» Task item
Each line of the data below that holds the word "EntryRepo" is to be reported in full.

» Input data
//! Business logic layer over the repositories.
//!
//! [`TemplateService`] covers template CRUD, sequence prefill, and the
//! bucketed display grouping. [`LogService`] is the recurrence engine: it
//! resolves a calendar date to its daily log, materializing the snapshot on
//! first visit, and owns the per-entry done toggle plus manual entry CRUD.

use chrono::{DateTime, NaiveDate, Utc};
use daylog_core::forms::{EntryDraft, TemplateDraft};
use daylog_core::repeat::{Bucket, Weekday};
use rusqlite::Connection;
use tracing::{debug, info};

use crate::errors::{Result, StoreError};
use crate::repository::{DailyLogRepo, EntryRepo, TemplateRepo};
use crate::types::{DailyLog, LogEntry, Template, TemplateGroup};

/// Gap between prefilled sequence values, leaving room to reorder by hand.
const SEQUENCE_STEP: i64 = 10;

/// Template operations.
pub struct TemplateService;

impl TemplateService {
    /// Create a template from a validated draft.
    pub fn create(conn: &Connection, draft: &TemplateDraft) -> Result<Template> {
        let template = TemplateRepo::create(conn, draft)?;
        debug!(id = %template.id, "template created");
        Ok(template)
    }

    /// Get a template by ID.
    pub fn get(conn: &Connection, id: &str) -> Result<Template> {
        TemplateRepo::get(conn, id)?.ok_or_else(|| StoreError::TemplateNotFound(id.to_owned()))
    }

    /// Replace a template's fields.
    ///
    /// Daily logs materialized before the edit keep their snapshots.
    pub fn update(conn: &Connection, id: &str, draft: &TemplateDraft) -> Result<Template> {
        TemplateRepo::update(conn, id, draft)?
            .ok_or_else(|| StoreError::TemplateNotFound(id.to_owned()))
    }

    /// Delete a template. Returns `true` if it existed.
    pub fn delete(conn: &Connection, id: &str) -> Result<bool> {
        TemplateRepo::delete(conn, id)
    }

    /// All templates in manual sort order.
    pub fn list(conn: &Connection) -> Result<Vec<Template>> {
        TemplateRepo::list(conn)
    }

    /// Prefill value for a new template's sequence field: one step past the
    /// highest in use, or 0 for the first template.
    pub fn next_sequence(conn: &Connection) -> Result<i64> {
        Ok(TemplateRepo::max_sequence(conn)?.map_or(0, |max| max + SEQUENCE_STEP))
    }

    /// Templates partitioned into display groups, in fixed bucket order:
    /// Every Day first, then Monday through Sunday.
    ///
    /// A template repeating on several specific days appears in each of its
    /// day groups. A full-week template appears in Every Day only. Empty
    /// groups are omitted.
    pub fn grouped(conn: &Connection) -> Result<Vec<TemplateGroup>> {
        let templates = TemplateRepo::list(conn)?;
        let groups = Bucket::all()
            .into_iter()
            .filter_map(|bucket| {
                let members: Vec<Template> = templates
                    .iter()
                    .filter(|t| t.repeat.buckets().contains(&bucket))
                    .cloned()
                    .collect();
                if members.is_empty() {
                    None
                } else {
                    Some(TemplateGroup {
                        bucket,
                        templates: members,
                    })
                }
            })
            .collect();
        Ok(groups)
    }
}

/// The recurrence engine and log-entry operations.
pub struct LogService;

impl LogService {
    /// Resolve an instant to its daily log, creating the log on first visit.
    ///
    /// The time-of-day is discarded: any two instants on the same UTC
    /// calendar date resolve to the identical log.
    pub fn get_or_create_daily_log(conn: &Connection, at: DateTime<Utc>) -> Result<DailyLog> {
        Self::get_or_create_for_date(conn, at.date_naive())
    }

    /// Date-typed entry point of the recurrence engine.
    ///
    /// Idempotent per calendar day: an existing log is returned unchanged,
    /// with no re-sync of its entries even if templates changed since. On
    /// first visit the log and its entries are created as one transaction,
    /// so a log without its entries is never observable. Losing a creation
    /// race against a concurrent first visit is resolved by re-reading the
    /// row the winner inserted.
    pub fn get_or_create_for_date(conn: &Connection, date: NaiveDate) -> Result<DailyLog> {
        if let Some(log) = DailyLogRepo::get_by_date(conn, date)? {
            return Ok(log);
        }

        match Self::materialize(conn, date) {
            Ok(log) => Ok(log),
            Err(StoreError::Sqlite(err)) if is_unique_violation(&err) => {
                debug!(date = %date, "daily log creation raced, re-reading winner");
                DailyLogRepo::get_by_date(conn, date)?
                    .ok_or_else(|| StoreError::LogNotFound(date.to_string()))
            }
            Err(err) => Err(err),
        }
    }

    /// Get a daily log by ID.
    pub fn get(conn: &Connection, id: &str) -> Result<DailyLog> {
        DailyLogRepo::get(conn, id)?.ok_or_else(|| StoreError::LogNotFound(id.to_owned()))
    }

    /// Flip an entry's done flag and return the updated entry.
    ///
    /// Self-inverse; no effect on sibling entries or on the originating
    /// template.
    pub fn toggle_entry_done(conn: &Connection, entry_id: &str) -> Result<LogEntry> {
        let entry = EntryRepo::get(conn, entry_id)?
            .ok_or_else(|| StoreError::EntryNotFound(entry_id.to_owned()))?;

        if !EntryRepo::set_done(conn, entry_id, !entry.is_done)? {
            return Err(StoreError::EntryNotFound(entry_id.to_owned()));
        }
        EntryRepo::get(conn, entry_id)?
            .ok_or_else(|| StoreError::EntryNotFound(entry_id.to_owned()))
    }

    /// Add a manual entry to an existing daily log.
    pub fn add_entry(
        conn: &Connection,
        daily_log_id: &str,
        draft: &EntryDraft,
    ) -> Result<LogEntry> {
        if DailyLogRepo::get(conn, daily_log_id)?.is_none() {
            return Err(StoreError::LogNotFound(daily_log_id.to_owned()));
        }
        EntryRepo::insert(conn, daily_log_id, draft)
    }

    /// Replace an entry's editable fields. The edit reopens the entry.
    pub fn update_entry(conn: &Connection, entry_id: &str, draft: &EntryDraft) -> Result<LogEntry> {
        EntryRepo::update(conn, entry_id, draft)?
            .ok_or_else(|| StoreError::EntryNotFound(entry_id.to_owned()))
    }

    /// Delete an entry. Returns `true` if it existed.
    pub fn delete_entry(conn: &Connection, entry_id: &str) -> Result<bool> {
        EntryRepo::delete(conn, entry_id)
    }

    /// Prefill value for a new entry's sequence field within a log.
    pub fn next_entry_sequence(conn: &Connection, daily_log_id: &str) -> Result<i64> {
        if DailyLogRepo::get(conn, daily_log_id)?.is_none() {
            return Err(StoreError::LogNotFound(daily_log_id.to_owned()));
        }
        Ok(EntryRepo::max_sequence_for_log(conn, daily_log_id)?
            .map_or(0, |max| max + SEQUENCE_STEP))
    }

    /// Snapshot the templates due on `date` into a new daily log.
    ///
    /// Runs as a single transaction; the log row and its entry batch commit
    /// together or not at all.
    fn materialize(conn: &Connection, date: NaiveDate) -> Result<DailyLog> {
        let tx = conn.unchecked_transaction()?;

        // The log row goes in first. Its INSERT takes the write lock and is
        // where a concurrent first visit loses with a UNIQUE violation; a
        // read before it would leave this transaction on a stale snapshot.
        let log = DailyLogRepo::insert(&tx, date)?;

        let weekday = Weekday::from_date(date);
        let due: Vec<Template> = TemplateRepo::list(&tx)?
            .into_iter()
            .filter(|t| t.repeat.contains(weekday))
            .collect();
        for template in &due {
            let _ = EntryRepo::insert(
                &tx,
                &log.id,
                &EntryDraft {
                    title: template.title.clone(),
                    description: template.description.clone(),
                    sequence: template.sequence,
                },
            )?;
        }
        tx.commit()?;

        info!(date = %date, entries = due.len(), "materialized daily log");
        Self::get(conn, &log.id)
    }
}

/// Whether a `SQLite` error is a UNIQUE constraint violation.
fn is_unique_violation(err: &rusqlite::Error) -> bool {
    matches!(
        err,
        rusqlite::Error::SqliteFailure(e, _)
            if e.extended_code == rusqlite::ffi::SQLITE_CONSTRAINT_UNIQUE
    )
}

// ─────────────────────────────────────────────────────────────────────────────
// Tests
// ─────────────────────────────────────────────────────────────────────────────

» Response for this exercise
use crate::repository::{DailyLogRepo, EntryRepo, TemplateRepo};
        let entry = EntryRepo::get(conn, entry_id)?
        if !EntryRepo::set_done(conn, entry_id, !entry.is_done)? {
        EntryRepo::get(conn, entry_id)?
        EntryRepo::insert(conn, daily_log_id, draft)
        EntryRepo::update(conn, entry_id, draft)?
        EntryRepo::delete(conn, entry_id)
        Ok(EntryRepo::max_sequence_for_log(conn, daily_log_id)?
            let _ = EntryRepo::insert(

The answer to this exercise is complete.